The NDIS Must Maintain Separation
Originally published by Jackie Softly on 4 July 2017 in Pro Bono Australia.
If the National Disability Insurance Scheme is to devolve its planning role to other organisations, it would make sense to utilise peer support people and organisations’ expertise rather than expose scheme participants to the inherent risks of planning by providers, writes Jackie Softly, disability advocate and the mother of an adult son with Down syndrome.
The voice of disability service providers, via their peak body NDS, is an important one in creating an NDIS that achieves its vision; however, some of their recent proposals for change to the NDIS ring alarm bells for people with disabilities and families.
In May, NDS released a paper called How to Get The NDIS on Track. The paper identified a range of concerns to providers, including “inadequate pricing” and “systems that are not holding up in the rapid pace of implementation”, and a list of recommendations. Some recommendations appear to have merit, but others give me, as a parent, great cause for concern.
In particular, the very first NDS recommendation is that NDIS “trial planning partnerships with specialist disability service providers, utilising their expertise and knowledge of their clients whilst managing potential conflict of interest”. (There has already been such an NDIS trial in WA during 2015-16, but it has not been continued).
NDS has developed this recommendation to address the “inconsistent quality” of NDIS plans. They say this is due to the rapid processing of large numbers of plans, planners/LACs who lack knowledge and experience of disability services, and planners not having information about participants’ existing supports when they enter the scheme.

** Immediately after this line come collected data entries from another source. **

use std::collections::HashSet;

use chrono::{DateTime, Utc};
use serde::{Deserialize, Serialize};
use tracing::{info, warn};

use crate::approvals::resolver::{
    ApproverResolver, ResolvedApprover, UnresolvedReason, UserDirectory,
};
use crate::domain::approval::{ApprovalRecordDraft, ApprovalStatus, RequestId, UserId};
use crate::domain::requester::RequesterProfile;
use crate::domain::template::{ApprovalLevelDefinition, ApproverDescriptor};

/// Everything needed to open the approval chain of a freshly created request.
#[derive(Clone, Debug, PartialEq, Eq, Serialize, Deserialize)]
pub struct StartRequest {
    pub request_id: RequestId,
    pub levels: Vec<ApprovalLevelDefinition>,
    #[serde(default)]
    pub additional_approvers: Vec<UserId>,
    pub requester: RequesterProfile,
    pub submitted_at: DateTime<Utc>,
}

#[derive(Clone, Debug, PartialEq, Eq, Serialize, Deserialize)]
pub struct SkippedDescriptor {
    pub level: u32,
    pub descriptor: ApproverDescriptor,
    pub reason: UnresolvedReason,
}

/// Diagnostics for a chain build. Skips never abort the build, they only land here.
#[derive(Clone, Debug, Default, PartialEq, Eq, Serialize, Deserialize)]
pub struct ChainReport {
    pub skipped: Vec<SkippedDescriptor>,
    pub expected_descriptors: usize,
    pub produced_records: usize,
}

impl ChainReport {
    pub fn is_empty_chain(&self) -> bool {
        self.produced_records == 0
    }

    /// True when descriptors were configured but not a single one resolved.
    pub fn nobody_resolved(&self) -> bool {
        self.expected_descriptors > 0 && self.skipped.len() == self.expected_descriptors
    }
}

#[derive(Clone, Debug, PartialEq, Eq, Serialize, Deserialize)]
pub struct ChainOutcome {
    pub drafts: Vec<ApprovalRecordDraft>,
    pub report: ChainReport,
}

pub(crate) struct ResolvedLevel<'a> {
    pub definition: &'a ApprovalLevelDefinition,
    pub approvers: Vec<ResolvedApprover>,
}

/// Resolves every level in ascending order, deduplicating by final identity per level.
///
/// Definitions sharing a level number are merged into one level named after the first of
/// them. `first_level_extras` are appended to the effective descriptor list of the lowest
/// level.
pub(crate) fn resolve_levels<'a, D>(
    request_id: RequestId,
    levels: &'a [ApprovalLevelDefinition],
    first_level_extras: &[UserId],
    requester: &RequesterProfile,
    resolver: &ApproverResolver<D>,
    report: &mut ChainReport,
) -> Vec<ResolvedLevel<'a>>
where
    D: UserDirectory,
{
    let mut ordered: Vec<&ApprovalLevelDefinition> = levels.iter().collect();
    ordered.sort_by_key(|definition| definition.level);

    let mut merged: Vec<(&ApprovalLevelDefinition, Vec<ApproverDescriptor>)> = Vec::new();
    for definition in ordered {
        match merged.last_mut() {
            Some((first, descriptors)) if first.level == definition.level => {
                descriptors.extend(definition.approvers.iter().cloned());
            }
            _ => merged.push((definition, definition.approvers.clone())),
        }
    }

    let mut resolved_levels = Vec::with_capacity(merged.len());
    for (position, (definition, mut descriptors)) in merged.into_iter().enumerate() {
        if position == 0 {
            let extras = first_level_extras.iter().copied().map(ApproverDescriptor::Explicit);
            descriptors.extend(extras);
        }
        report.expected_descriptors += descriptors.len();

        let mut seen = HashSet::new();
        let mut approvers = Vec::new();
        for descriptor in descriptors {
            match resolver.resolve(&descriptor, requester) {
                Ok(approver) => {
                    if seen.insert(approver.user_id) {
                        approvers.push(approver);
                    }
                }
                Err(reason) => {
                    warn!(
                        event_name = "approval.chain.descriptor_skipped",
                        request_id = %request_id,
                        level = definition.level,
                        descriptor = %descriptor,
                        reason = reason.as_str(),
                        "skipping approver descriptor that did not resolve"
                    );
                    report.skipped.push(SkippedDescriptor {
                        level: definition.level,
                        descriptor,
                        reason,
                    });
                }
            }
        }

        resolved_levels.push(ResolvedLevel { definition, approvers });
    }

    resolved_levels
}

/// Builds pending drafts for a service request.
///
/// Records in the lowest level that produced any approver are stamped as sent at submission
/// time. Levels with no surviving approver produce nothing and do not block later levels.
pub fn build_chain<D>(request: &StartRequest, resolver: &ApproverResolver<D>) -> ChainOutcome
where
    D: UserDirectory,
{
    let mut report = ChainReport::default();
    let resolved = resolve_levels(
        request.request_id,
        &request.levels,
        &request.additional_approvers,
        &request.requester,
        resolver,
        &mut report,
    );

    let first_active_level = resolved
        .iter()
        .find(|level| !level.approvers.is_empty())
        .map(|level| level.definition.level);

    let drafts: Vec<ApprovalRecordDraft> = resolved
        .iter()
        .flat_map(|level| {
            let sent_at = (Some(level.definition.level) == first_active_level)
                .then_some(request.submitted_at);
            level.approvers.iter().map(move |approver| ApprovalRecordDraft {
                request_id: request.request_id,
                level: level.definition.level,
                level_name: level.definition.display_name.clone(),
                approver_id: approver.user_id,
                diverted_from: approver.diverted_from,
                status: ApprovalStatus::PendingApproval,
                auto_flag: false,
                comment: None,
                sent_at,
                acted_at: None,
            })
        })
        .collect();

    report.produced_records = drafts.len();
    info!(
        event_name = "approval.chain.built",
        request_id = %request.request_id,
        levels = request.levels.len(),
        records = report.produced_records,
        skipped = report.skipped.len(),
        "approval chain built"
    );

    ChainOutcome { drafts, report }
}

#[cfg(test)]
mod tests {
    use std::collections::HashSet;

    use chrono::{NaiveDate, TimeZone, Utc};

    use super::{build_chain, StartRequest};
    use crate::approvals::resolver::{
        ApproverResolver, BackupAssignment, InMemoryUserDirectory, UnresolvedReason,
    };
    use crate::domain::approval::{ApprovalStatus, RequestId, UserId};
    use crate::domain::requester::{DepartmentId, RequesterProfile};
    use crate::domain::template::{ApprovalLevelDefinition, ApproverDescriptor};

    fn submitted_at() -> chrono::DateTime<Utc> {
        Utc.with_ymd_and_hms(2026, 3, 10, 9, 0, 0).unwrap()
    }

    fn request(
        levels: Vec<ApprovalLevelDefinition>,
        additional_approvers: Vec<UserId>,
        requester: RequesterProfile,
    ) -> StartRequest {
        StartRequest {
            request_id: RequestId(500),
            levels,
            additional_approvers,
            requester,
            submitted_at: submitted_at(),
        }
    }

    fn manager_then_explicit() -> Vec<ApprovalLevelDefinition> {
        vec![
            ApprovalLevelDefinition::new(1, "Manager", vec![ApproverDescriptor::ReportingManager]),
            ApprovalLevelDefinition::new(2, "IT", vec![ApproverDescriptor::Explicit(UserId(7))]),
        ]
    }

    #[test]
    fn manager_and_explicit_levels_produce_one_pending_record_each() {
        let directory = InMemoryUserDirectory::with_users([UserId(7), UserId(42)]);
        let resolver = ApproverResolver::new(&directory, submitted_at());
        let requester = RequesterProfile::new(UserId(1)).with_manager(UserId(42));

        let outcome = build_chain(&request(manager_then_explicit(), vec![], requester), &resolver);

        assert_eq!(outcome.drafts.len(), 2);
        assert_eq!(outcome.drafts[0].level, 1);
        assert_eq!(outcome.drafts[0].approver_id, UserId(42));
        assert_eq!(outcome.drafts[0].sent_at, Some(submitted_at()));
        assert_eq!(outcome.drafts[1].level, 2);
        assert_eq!(outcome.drafts[1].approver_id, UserId(7));
        assert_eq!(outcome.drafts[1].sent_at, None);
        assert!(outcome
            .drafts
            .iter()
            .all(|draft| draft.status == ApprovalStatus::PendingApproval && !draft.auto_flag));
        assert!(outcome.report.skipped.is_empty());
    }

    #[test]
    fn missing_manager_skips_level_and_sends_next_level_immediately() {
        let directory = InMemoryUserDirectory::with_users([UserId(7)]);
        let resolver = ApproverResolver::new(&directory, submitted_at());

        let outcome = build_chain(
            &request(manager_then_explicit(), vec![], RequesterProfile::new(UserId(1))),
            &resolver,
        );

        assert_eq!(outcome.drafts.len(), 1);
        assert_eq!(outcome.drafts[0].level, 2);
        assert_eq!(outcome.drafts[0].sent_at, Some(submitted_at()));
        assert_eq!(outcome.report.skipped.len(), 1);
        assert_eq!(outcome.report.skipped[0].reason, UnresolvedReason::NoManagerConfigured);
        assert_eq!(outcome.report.expected_descriptors, 2);
        assert_eq!(outcome.report.produced_records, 1);
    }

    #[test]
    fn additional_approvers_are_appended_to_first_level_and_deduplicated() {
        let directory = InMemoryUserDirectory::with_users([UserId(7), UserId(8), UserId(42)]);
        let resolver = ApproverResolver::new(&directory, submitted_at());
        let requester = RequesterProfile::new(UserId(1)).with_manager(UserId(42));
        let levels = vec![ApprovalLevelDefinition::new(
            1,
            "Level 1",
            vec![ApproverDescriptor::ReportingManager, ApproverDescriptor::Explicit(UserId(42))],
        )];

        let outcome = build_chain(
            &request(levels, vec![UserId(8), UserId(42), UserId(99)], requester),
            &resolver,
        );

        let approvers: Vec<UserId> = outcome.drafts.iter().map(|draft| draft.approver_id).collect();
        assert_eq!(approvers, vec![UserId(42), UserId(8)]);
        assert_eq!(outcome.report.expected_descriptors, 5);
        assert_eq!(outcome.report.skipped.len(), 1);
        assert_eq!(
            outcome.report.skipped[0].reason,
            UnresolvedReason::NotFound { user_id: UserId(99) }
        );
    }

    #[test]
    fn levels_are_processed_in_ascending_order_regardless_of_input_order() {
        let directory = InMemoryUserDirectory::with_users([UserId(7), UserId(9)]);
        let resolver = ApproverResolver::new(&directory, submitted_at());
        let levels = vec![
            ApprovalLevelDefinition::new(2, "Two", vec![ApproverDescriptor::Explicit(UserId(9))]),
            ApprovalLevelDefinition::new(1, "One", vec![ApproverDescriptor::Explicit(UserId(7))]),
        ];

        let start = request(levels, vec![UserId(9)], RequesterProfile::new(UserId(1)));

        let outcome = build_chain(&start, &resolver);

        let pairs: Vec<(u32, UserId)> =
            outcome.drafts.iter().map(|draft| (draft.level, draft.approver_id)).collect();
        assert_eq!(pairs, vec![(1, UserId(7)), (1, UserId(9)), (2, UserId(9))]);
    }

    #[test]
    fn definitions_sharing_a_level_number_merge_into_one_level() {
        let directory = InMemoryUserDirectory::with_users([UserId(7), UserId(8)]);
        let resolver = ApproverResolver::new(&directory, submitted_at());
        let levels = vec![
            ApprovalLevelDefinition::new(1, "Lead", vec![ApproverDescriptor::Explicit(UserId(7))]),
            ApprovalLevelDefinition::new(
                1,
                "Lead again",
                vec![
                    ApproverDescriptor::Explicit(UserId(7)),
                    ApproverDescriptor::Explicit(UserId(8)),
                ],
            ),
        ];
        let start = request(levels, vec![UserId(7)], RequesterProfile::new(UserId(1)));

        let outcome = build_chain(&start, &resolver);

        let keys: HashSet<_> = outcome.drafts.iter().map(|draft| draft.dedup_key()).collect();
        assert_eq!(keys.len(), outcome.drafts.len());
        let approvers: Vec<UserId> = outcome.drafts.iter().map(|draft| draft.approver_id).collect();
        assert_eq!(approvers, vec![UserId(7), UserId(8)]);
        assert!(outcome.drafts.iter().all(|draft| draft.level_name == "Lead"));
        assert!(outcome.drafts.iter().all(|draft| draft.sent_at == Some(submitted_at())));
        assert_eq!(outcome.report.expected_descriptors, 4);
    }

    #[test]
    fn deduplication_uses_identity_after_backup_diversion() {
        let directory = InMemoryUserDirectory::with_users([UserId(7), UserId(70)]).with_backup(
            BackupAssignment {
                original_approver_id: UserId(7),
                backup_approver_id: UserId(70),
                starts_on: NaiveDate::from_ymd_opt(2026, 3, 1).unwrap(),
                ends_on: NaiveDate::from_ymd_opt(2026, 3, 31).unwrap(),
            },
        );
        let resolver = ApproverResolver::new(&directory, submitted_at());
        let levels = vec![ApprovalLevelDefinition::new(
            1,
            "Level 1",
            vec![
                ApproverDescriptor::Explicit(UserId(7)),
                ApproverDescriptor::Explicit(UserId(70)),
            ],
        )];

        let outcome =
            build_chain(&request(levels, vec![], RequesterProfile::new(UserId(1))), &resolver);

        assert_eq!(outcome.drafts.len(), 1);
        assert_eq!(outcome.drafts[0].approver_id, UserId(70));
        assert_eq!(outcome.drafts[0].diverted_from, Some(UserId(7)));
    }

    #[test]
    fn all_unresolved_descriptors_yield_empty_chain() {
        let directory = InMemoryUserDirectory::default();
        let resolver = ApproverResolver::new(&directory, submitted_at());
        let requester = RequesterProfile::new(UserId(1)).with_department(DepartmentId(4), None);
        let levels = vec![
            ApprovalLevelDefinition::new(1, "Head", vec![ApproverDescriptor::DepartmentHead]),
            ApprovalLevelDefinition::new(2, "Named", vec![ApproverDescriptor::Explicit(UserId(5))]),
        ];

        let outcome = build_chain(&request(levels, vec![], requester), &resolver);

        assert!(outcome.drafts.is_empty());
        assert!(outcome.report.is_empty_chain());
        assert!(outcome.report.nobody_resolved());
    }

    #[test]
    fn identical_inputs_build_identical_chains() {
        let directory = InMemoryUserDirectory::with_users([UserId(7), UserId(8), UserId(42)]);
        let resolver = ApproverResolver::new(&directory, submitted_at());
        let requester = RequesterProfile::new(UserId(1)).with_manager(UserId(42));
        let start = request(manager_then_explicit(), vec![UserId(8)], requester);

        let first = build_chain(&start, &resolver);
        let second = build_chain(&start, &resolver);

        assert_eq!(first, second);
        let keys: HashSet<_> = first.drafts.iter().map(|draft| draft.dedup_key()).collect();
        assert_eq!(keys.len(), first.drafts.len());
    }
}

David Gilchrist (chair of Nulsen, a WA service provider) also took up this recommendation in his recent Pro Bono Australia op ed, Time to Save Money and Deliver on a Promise, claiming that fear of potential conflict of interest if providers were to develop NDIS plans was standing in the way of a more efficient and cost-saving way of planning.
The NDS report says that providers “have deep knowledge of disability, and they know their clients”, and say that using provider knowledge to inform planning makes sense, particularly for “people with complex needs”. Gilchrist goes further regarding provider knowledge of clients in his recent research Person Centred Planning Within The NDIS saying that for some participants, “their current service provider understands their needs better than anyone else, indeed, the provider may also be the participant’s guardian”.
Where are the safeguards against abuse of power if that is indeed the case? Imagine, if you live in a group home, go to work in the same provider’s sheltered workplace, go on their holiday programs and (this is really worrying), the provider is also your guardian, how would you even know you had other options for planning and service provision, and how would you exercise your choice and control?
The risks of service providers developing NDIS plans for their existing clients are many. That they profess to know their clients so well should in itself show that there needs to be some separation of roles and independent planning to maximize the person’s real choice and safeguard them from abuse of power; we’d be naïve and neglectful to think otherwise. The concerns around anyone assuming this knowledge and the belief that current service provision is achieving the best for a person are (among other aspects of person-centredness) explored and explained by renowned international educator and consultant, Michael Kendrick in his paper When People Matter More Than Systems. NDS and providers would do well to consider their position regarding knowing their clients best and the impact of that belief.
The NDS report also recommends that planners have access to “an accurate description of current supports, sourced from the participant and his or her current providers”. This seems to be a sensible recommendation, but assumes people want to continue their current provider and supports as is. There are other recommendations that also make sense, but there are some that seek to perpetuate old employment, day care and accommodation services that deserve to be examined much further to establish the motivating factors and why other possibilities more in line with the NDIS vision seemingly aren’t as supported by NDS.
If there is such great concern by providers that planning should be done by people who better understand disability, then it makes a lot of sense to me to involve peer support people and organisations in planning, or for them to have a greater, funded role in pre-planning. As well as the specialist knowledge of disability, peers understand what good support looks like, and have a real commitment to helping that isn’t clouded by vested interests. Many peer support organisations have the capacity to undertake this role, and the NDIA’s Disability Support Organisation (DSO) project over the past couple of years has built a significant network of groups of people with a good understanding of the NDIS as it relates to their particular support needs. If the NDIS is to devolve its planning role to other organisations, it would make sense to utilise this grassroots expertise rather than expose scheme participants to the inherent risks of planning by providers.
It is important that the provider sector continues to contribute to the ongoing discussion and evolution of the NDIS, but as a parent and disability advocate, I’m concerned that the provider voice drowns out that of disabled people and their families, and seems, knowingly or unknowingly, to be seeking to perpetuate the old structures of power.
Disabled people and families have fought for many years for a system that puts the power, the real choice and control where it belongs. To achieve that, NDIS must maintain separation and minimise provider influence at all costs and involve people with disability more.